***** Records to process

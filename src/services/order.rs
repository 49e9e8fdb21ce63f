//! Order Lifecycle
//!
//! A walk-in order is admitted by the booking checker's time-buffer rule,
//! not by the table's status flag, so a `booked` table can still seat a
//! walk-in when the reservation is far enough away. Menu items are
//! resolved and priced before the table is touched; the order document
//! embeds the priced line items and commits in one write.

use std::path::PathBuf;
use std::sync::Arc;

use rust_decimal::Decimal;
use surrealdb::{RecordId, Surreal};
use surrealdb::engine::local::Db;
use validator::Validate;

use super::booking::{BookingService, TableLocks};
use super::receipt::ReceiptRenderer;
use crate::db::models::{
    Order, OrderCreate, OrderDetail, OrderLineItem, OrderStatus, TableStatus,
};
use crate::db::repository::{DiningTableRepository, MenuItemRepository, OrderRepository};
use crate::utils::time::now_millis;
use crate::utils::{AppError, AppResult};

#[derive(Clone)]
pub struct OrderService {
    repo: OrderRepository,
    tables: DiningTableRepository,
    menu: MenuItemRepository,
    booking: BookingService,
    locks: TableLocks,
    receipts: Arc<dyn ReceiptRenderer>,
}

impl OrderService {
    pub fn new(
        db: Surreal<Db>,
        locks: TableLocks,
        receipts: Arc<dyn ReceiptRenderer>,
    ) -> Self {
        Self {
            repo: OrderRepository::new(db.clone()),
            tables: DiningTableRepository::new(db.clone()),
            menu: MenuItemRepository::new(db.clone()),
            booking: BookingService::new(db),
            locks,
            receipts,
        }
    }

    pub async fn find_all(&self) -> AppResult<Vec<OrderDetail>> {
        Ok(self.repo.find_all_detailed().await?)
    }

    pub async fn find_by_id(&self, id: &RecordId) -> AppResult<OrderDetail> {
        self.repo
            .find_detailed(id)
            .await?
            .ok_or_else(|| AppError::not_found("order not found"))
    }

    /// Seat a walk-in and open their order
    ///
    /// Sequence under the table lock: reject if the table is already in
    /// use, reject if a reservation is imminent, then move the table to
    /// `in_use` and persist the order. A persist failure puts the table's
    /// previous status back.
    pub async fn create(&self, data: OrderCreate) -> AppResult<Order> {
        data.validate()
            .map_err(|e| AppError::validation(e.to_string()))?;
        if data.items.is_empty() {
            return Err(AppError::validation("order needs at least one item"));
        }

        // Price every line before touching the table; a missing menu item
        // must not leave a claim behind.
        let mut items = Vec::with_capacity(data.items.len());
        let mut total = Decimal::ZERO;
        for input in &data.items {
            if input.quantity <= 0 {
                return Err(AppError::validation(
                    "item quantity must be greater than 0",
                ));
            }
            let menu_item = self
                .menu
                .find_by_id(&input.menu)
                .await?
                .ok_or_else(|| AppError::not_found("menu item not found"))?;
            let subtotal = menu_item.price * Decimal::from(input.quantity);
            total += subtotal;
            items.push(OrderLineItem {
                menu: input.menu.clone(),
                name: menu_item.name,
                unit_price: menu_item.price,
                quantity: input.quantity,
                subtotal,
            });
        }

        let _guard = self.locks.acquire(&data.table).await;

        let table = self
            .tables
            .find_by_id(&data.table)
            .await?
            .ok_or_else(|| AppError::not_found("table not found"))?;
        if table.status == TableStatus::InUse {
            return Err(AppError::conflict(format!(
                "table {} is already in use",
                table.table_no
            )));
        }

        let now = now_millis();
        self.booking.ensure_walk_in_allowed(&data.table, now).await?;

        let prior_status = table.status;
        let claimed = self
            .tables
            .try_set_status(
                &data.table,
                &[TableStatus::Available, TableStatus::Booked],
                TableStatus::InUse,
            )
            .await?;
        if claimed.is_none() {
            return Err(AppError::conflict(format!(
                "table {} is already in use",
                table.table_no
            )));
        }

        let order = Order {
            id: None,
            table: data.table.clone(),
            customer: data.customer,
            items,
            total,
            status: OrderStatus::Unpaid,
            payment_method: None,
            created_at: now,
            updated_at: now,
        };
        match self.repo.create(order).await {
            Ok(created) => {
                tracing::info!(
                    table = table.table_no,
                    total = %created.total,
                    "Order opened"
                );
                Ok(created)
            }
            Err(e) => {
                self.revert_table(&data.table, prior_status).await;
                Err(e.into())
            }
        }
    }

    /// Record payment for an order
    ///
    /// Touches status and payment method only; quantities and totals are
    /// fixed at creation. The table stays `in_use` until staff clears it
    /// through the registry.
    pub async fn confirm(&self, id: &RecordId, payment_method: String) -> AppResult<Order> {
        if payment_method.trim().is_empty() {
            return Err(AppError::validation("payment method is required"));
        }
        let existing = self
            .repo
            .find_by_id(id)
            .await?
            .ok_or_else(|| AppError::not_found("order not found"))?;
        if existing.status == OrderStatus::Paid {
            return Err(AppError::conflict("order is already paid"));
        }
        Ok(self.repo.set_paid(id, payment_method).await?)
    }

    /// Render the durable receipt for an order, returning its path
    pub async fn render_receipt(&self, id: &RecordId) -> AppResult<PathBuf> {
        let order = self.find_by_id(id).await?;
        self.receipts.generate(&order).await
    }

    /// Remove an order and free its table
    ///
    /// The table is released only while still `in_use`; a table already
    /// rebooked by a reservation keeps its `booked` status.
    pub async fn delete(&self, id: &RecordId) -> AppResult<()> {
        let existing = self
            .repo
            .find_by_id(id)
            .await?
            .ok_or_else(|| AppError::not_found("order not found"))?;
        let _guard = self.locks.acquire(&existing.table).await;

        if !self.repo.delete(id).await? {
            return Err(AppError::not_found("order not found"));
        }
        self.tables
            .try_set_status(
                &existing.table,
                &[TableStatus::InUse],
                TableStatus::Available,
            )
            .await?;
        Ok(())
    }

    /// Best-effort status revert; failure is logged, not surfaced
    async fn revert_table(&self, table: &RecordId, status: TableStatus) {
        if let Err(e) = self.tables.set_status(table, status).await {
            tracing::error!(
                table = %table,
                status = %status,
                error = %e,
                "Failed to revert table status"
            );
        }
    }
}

**********

Report only how many lines in the records contain the word "data".

12